impl Assembly<'_> {
    /// Assemble `rows`, returning the root entity of every row.
    ///
    /// Entities still loading when an error occurs are unregistered.
    pub(crate) fn assemble(mut self, rows: &[Row]) -> Result<Vec<EntityRef>> {
        let mut state = AssemblyState::default();
        let result = self.assemble_rows(rows, &mut state);
        if result.is_err() {
            for key in &state.loading {
                if self
                    .context
                    .entry(key)
                    .is_some_and(|e| e.status == EntityStatus::Loading)
                {
                    self.context.remove(key);
                }
            }
        }
        result
    }

    fn assemble_rows(&mut self, rows: &[Row], state: &mut AssemblyState) -> Result<Vec<EntityRef>> {
        let factory = self.factory;
        let metamodel = factory.metamodel();
        let persisters = self
            .template
            .entities()
            .iter()
            .map(|e| metamodel.persister(&e.entity_name).cloned())
            .collect::<Result<Vec<_>>>()?;
        let optional_key = match (&self.parameters.optional_object, &self.parameters.optional_id) {
            (Some(_), Some(id)) => Some(persisters[0].entity_key(id.clone())),
            _ => None,
        };

        let mut roots = Vec::with_capacity(rows.len());
        for (row_index, row) in rows.iter().enumerate() {
            let mut resolved: Vec<Option<(EntityKey, EntityRef)>> =
                Vec::with_capacity(persisters.len());
            for (aliases, persister) in self.template.entities().iter().zip(&persisters) {
                let identifier = read_identifier(row, &aliases.identifier)?;
                if identifier.is_null() {
                    resolved.push(None);
                    continue;
                }
                let key = persister.entity_key(identifier);
                let instance = if let Some(loading) = state.hydrating.get(&key) {
                    loading.instance.clone()
                } else if let Some(existing) = self.context.get_entity(&key).cloned() {
                    self.instance_already_loaded(row, aliases, persister, &key, &existing)?;
                    existing
                } else {
                    let target = InstanceTarget {
                        key: key.clone(),
                        optional: optional_key.as_ref() == Some(&key),
                    };
                    self.instance_not_yet_loaded(row, aliases, persister, target, state)?
                };
                resolved.push(Some((key, instance)));
            }

            link_owners(self.template, &resolved, state);
            collect_collections(self.template, &resolved, state);
            tracing::trace!(
                row = row_index,
                entities = resolved.iter().flatten().count(),
                "assembled row"
            );
            if let Some(Some((_, root))) = resolved.first() {
                roots.push(root.clone());
            }
        }

        for (_, loading) in std::mem::take(&mut state.hydrating) {
            self.initialize(loading)?;
        }
        for ((_, fetch), (owner, collection)) in &state.collections {
            let path = &self.template.collections()[*fetch].property;
            let mut owner = owner.write();
            let uninitialized = property_at(&owner, path)
                .and_then(PropertyValue::as_collection)
                .is_some_and(|c| !c.is_initialized());
            if uninitialized {
                set_property_at(&mut owner, path, PropertyValue::Collection(collection.clone()));
            }
        }
        Ok(roots)
    }

    /// Class check and lock upgrade for an entity already in the session.
    fn instance_already_loaded(
        &mut self,
        row: &Row,
        aliases: &EntityAliases,
        persister: &EntityPersister,
        key: &EntityKey,
        existing: &EntityRef,
    ) -> Result<()> {
        let found = existing.entity_name();
        if !persister.is_instance(&found) {
            tracing::warn!(%key, %found, "session holds an instance of another class");
            return Err(Error::integrity(
                IntegrityErrorKind::WrongClass,
                persister.entity_name(),
                Some(key.identifier().to_string()),
                format!("loaded object was of wrong class {found}"),
            ));
        }

        let requested = aliases.lock_mode;
        if requested == LockMode::None {
            return Ok(());
        }
        let Some(entry) = self.context.entry(key).cloned() else {
            return Ok(());
        };
        if !entry.lock_mode.less_than(requested) {
            return Ok(());
        }
        if persister.is_versioned() {
            let current = persister
                .version_index()
                .and_then(|i| aliases.properties.get(i))
                .and_then(|a| match a {
                    ColumnAliases::Columns(columns) => columns.first(),
                    _ => None,
                })
                .map(|alias| row.require(alias))
                .transpose()?;
            if let (Some(current), Some(known)) = (current, &entry.version) {
                if !current.key_eq(known) {
                    self.factory.statistics().optimistic_failure();
                    tracing::warn!(%key, %known, %current, "version changed while upgrading lock");
                    return Err(Error::integrity(
                        IntegrityErrorKind::StaleObjectState,
                        persister.entity_name(),
                        Some(key.identifier().to_string()),
                        "row was updated or deleted by another transaction",
                    ));
                }
            }
        }
        if let Some(entry) = self.context.entry_mut(key) {
            entry.lock_mode = requested;
        }
        Ok(())
    }

    /// Pick or create the instance for a new key and register it as loading.
    fn instance_not_yet_loaded(
        &mut self,
        row: &Row,
        aliases: &EntityAliases,
        persister: &Arc<EntityPersister>,
        target: InstanceTarget,
        state: &mut AssemblyState,
    ) -> Result<EntityRef> {
        let InstanceTarget { key, optional } = target;
        let concrete = self.concrete_persister(row, aliases, persister, &key)?;
        let lock_mode = match aliases.lock_mode {
            LockMode::None => LockMode::Read,
            mode => mode,
        };

        if let Some(reference) = self.cached_reference(&concrete, &key)? {
            if optional && self.parameters.optional_object.is_some() {
                return Err(Error::integrity(
                    IntegrityErrorKind::ReferenceEntryWithInstance,
                    concrete.entity_name(),
                    Some(key.identifier().to_string()),
                    "attempted to load from a reference cache entry into a supplied instance",
                ));
            }
            self.context.add_entity(
                key.clone(),
                reference.clone(),
                EntityStatus::ReadOnly,
                lock_mode,
                None,
            );
            self.context
                .batch_fetch_queue_mut()
                .remove_batch_loadable_entity_key(&key);
            return Ok(reference);
        }

        let instance = match (&self.parameters.optional_object, optional) {
            (Some(object), true) => object.clone(),
            _ => match self.context.get_proxy(&key) {
                Some(proxy) => proxy.clone(),
                None => EntityRef::proxy(concrete.entity_name(), key.identifier().clone()),
            },
        };

        let raw = read_values(row, aliases, &concrete, key.identifier())?;
        let version = concrete.version_index().and_then(|i| match raw.get(i) {
            Some(RawValue::Basic(v)) => Some(v.clone()),
            _ => None,
        });
        self.context.add_entity(
            key.clone(),
            instance.clone(),
            EntityStatus::Loading,
            lock_mode,
            version.clone(),
        );
        tracing::trace!(%key, entity = concrete.entity_name(), "hydrating");
        state.loading.push(key.clone());
        state.hydrating.insert(
            key.clone(),
            Hydrating {
                key,
                instance: instance.clone(),
                persister: concrete,
                raw,
                version,
                lock_mode,
            },
        );
        Ok(instance)
    }

    /// Persister for the row's discriminator value, or `persister` itself.
    fn concrete_persister(
        &self,
        row: &Row,
        aliases: &EntityAliases,
        persister: &Arc<EntityPersister>,
        key: &EntityKey,
    ) -> Result<Arc<EntityPersister>> {
        let Some(alias) = &aliases.discriminator else {
            return Ok(Arc::clone(persister));
        };
        let value = row.require(alias)?;
        self.factory
            .metamodel()
            .subclass_for_discriminator(persister, value)
            .ok_or_else(|| {
                Error::integrity(
                    IntegrityErrorKind::WrongClass,
                    persister.entity_name(),
                    Some(key.identifier().to_string()),
                    format!("discriminator value {value} does not map to a subclass"),
                )
            })
    }

    /// A reference entry for `key`, when the entity allows reusing them.
    fn cached_reference(
        &self,
        persister: &EntityPersister,
        key: &EntityKey,
    ) -> Result<Option<EntityRef>> {
        if !self.config.cache_mode.is_get_enabled() || !persister.can_use_reference_cache_entries()
        {
            return Ok(None);
        }
        let Some(access) = self.factory.cache_access(persister) else {
            return Ok(None);
        };
        let cache_key =
            access.generate_cache_key(key.identifier(), persister, self.config.tenant.as_deref());
        match access.get(&cache_key)? {
            Some(CacheEntry::Reference(reference)) => {
                self.factory
                    .statistics()
                    .second_level_cache_hit(access.region_name());
                Ok(Some(reference))
            }
            _ => Ok(None),
        }
    }

    /// Resolve references, hydrate the instance and mark it managed.
    fn initialize(&mut self, loading: Hydrating) -> Result<()> {
        let Hydrating {
            key,
            instance,
            persister,
            raw,
            version,
            lock_mode,
        } = loading;

        let mut values = Vec::with_capacity(raw.len());
        for (index, value) in raw.into_iter().enumerate() {
            values.push(self.resolve_value(value, vec![index], &instance)?);
        }
        instance.write().hydrate(persister.entity_name(), values);
        self.resolve_key_references(&persister, &instance)?;

        let read_only = self
            .parameters
            .read_only
            .unwrap_or(self.config.default_read_only)
            || !persister.is_mutable();
        let status = if read_only {
            EntityStatus::ReadOnly
        } else {
            EntityStatus::Managed
        };
        self.context
            .add_entity(key.clone(), instance.clone(), status, lock_mode, version);
        self.context
            .batch_fetch_queue_mut()
            .remove_batch_loadable_entity_key(&key);
        self.put_in_cache(&persister, &key, &instance)?;
        self.factory.statistics().entity_loaded();
        tracing::trace!(%key, ?status, "initialized");
        Ok(())
    }

    fn resolve_value(
        &mut self,
        raw: RawValue,
        path: Vec<usize>,
        owner: &EntityRef,
    ) -> Result<PropertyValue> {
        Ok(match raw {
            RawValue::Basic(value) => PropertyValue::Basic(value),
            RawValue::ToOneKey { id: None, .. } => PropertyValue::ToOne(None),
            RawValue::ToOneKey {
                target,
                id: Some(id),
            } => PropertyValue::ToOne(Some(resolve_reference(
                self.factory,
                self.context,
                &target,
                id,
            )?)),
            RawValue::ToOneJoined(target) => PropertyValue::ToOne(target),
            RawValue::Deferred {
                target,
                restriction,
            } => {
                self.context.push_pending(PendingLoad::Property {
                    owner: owner.clone(),
                    path,
                    entity_name: target,
                    restriction,
                });
                PropertyValue::ToOne(None)
            }
            RawValue::Collection => PropertyValue::Collection(CollectionValue::Uninitialized),
            RawValue::Component(nested) => {
                let mut values = Vec::with_capacity(nested.len());
                for (index, value) in nested.into_iter().enumerate() {
                    let mut nested_path = path.clone();
                    nested_path.push(index);
                    values.push(self.resolve_value(value, nested_path, owner)?);
                }
                PropertyValue::Component(values)
            }
        })
    }

    /// Resolve key-many-to-one components the row did not join.
    fn resolve_key_references(
        &mut self,
        persister: &EntityPersister,
        instance: &EntityRef,
    ) -> Result<()> {
        let IdentifierType::Composite { components, .. } = persister.identifier_type() else {
            return Ok(());
        };
        let values = instance.identifier().values();
        let mut offset = 0;
        for (index, component) in components.iter().enumerate() {
            let span = component.columns.len();
            let slice = values.get(offset..offset + span);
            offset += span;
            let (Some(target), Some(slice)) = (&component.key_many_to_one, slice) else {
                continue;
            };
            if instance.key_reference(index).is_some() {
                continue;
            }
            let id = Identifier::new(slice.to_vec());
            if id.is_null() {
                continue;
            }
            let reference = resolve_reference(self.factory, self.context, target, id)?;
            instance.write().set_key_reference(index, reference);
        }
        Ok(())
    }

    fn put_in_cache(
        &self,
        persister: &EntityPersister,
        key: &EntityKey,
        instance: &EntityRef,
    ) -> Result<()> {
        if !self.config.cache_mode.is_put_enabled() || !persister.can_write_to_cache() {
            return Ok(());
        }
        let Some(access) = self.factory.cache_access(persister) else {
            return Ok(());
        };
        let cache_key =
            access.generate_cache_key(key.identifier(), persister, self.config.tenant.as_deref());
        let entry = if persister.can_use_reference_cache_entries() {
            CacheEntry::Reference(instance.clone())
        } else {
            CacheEntry::Structured(StructuredCacheEntry::disassemble(&instance.read(), persister))
        };
        if access.put(cache_key, entry)? {
            self.factory
                .statistics()
                .second_level_cache_put(access.region_name());
            tracing::debug!(%key, region = access.region_name(), "cached entity");
        }
        Ok(())
    }
}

--- PROBLEM DETAILS ---
Print, please, the lines from the first line of the material through the line that contains "resolved.push(None);", exactly as written and with nothing added.

--- EXERCISE ANSWER ---
impl Assembly<'_> {
    /// Assemble `rows`, returning the root entity of every row.
    ///
    /// Entities still loading when an error occurs are unregistered.
    pub(crate) fn assemble(mut self, rows: &[Row]) -> Result<Vec<EntityRef>> {
        let mut state = AssemblyState::default();
        let result = self.assemble_rows(rows, &mut state);
        if result.is_err() {
            for key in &state.loading {
                if self
                    .context
                    .entry(key)
                    .is_some_and(|e| e.status == EntityStatus::Loading)
                {
                    self.context.remove(key);
                }
            }
        }
        result
    }

    fn assemble_rows(&mut self, rows: &[Row], state: &mut AssemblyState) -> Result<Vec<EntityRef>> {
        let factory = self.factory;
        let metamodel = factory.metamodel();
        let persisters = self
            .template
            .entities()
            .iter()
            .map(|e| metamodel.persister(&e.entity_name).cloned())
            .collect::<Result<Vec<_>>>()?;
        let optional_key = match (&self.parameters.optional_object, &self.parameters.optional_id) {
            (Some(_), Some(id)) => Some(persisters[0].entity_key(id.clone())),
            _ => None,
        };

        let mut roots = Vec::with_capacity(rows.len());
        for (row_index, row) in rows.iter().enumerate() {
            let mut resolved: Vec<Option<(EntityKey, EntityRef)>> =
                Vec::with_capacity(persisters.len());
            for (aliases, persister) in self.template.entities().iter().zip(&persisters) {
                let identifier = read_identifier(row, &aliases.identifier)?;
                if identifier.is_null() {
                    resolved.push(None);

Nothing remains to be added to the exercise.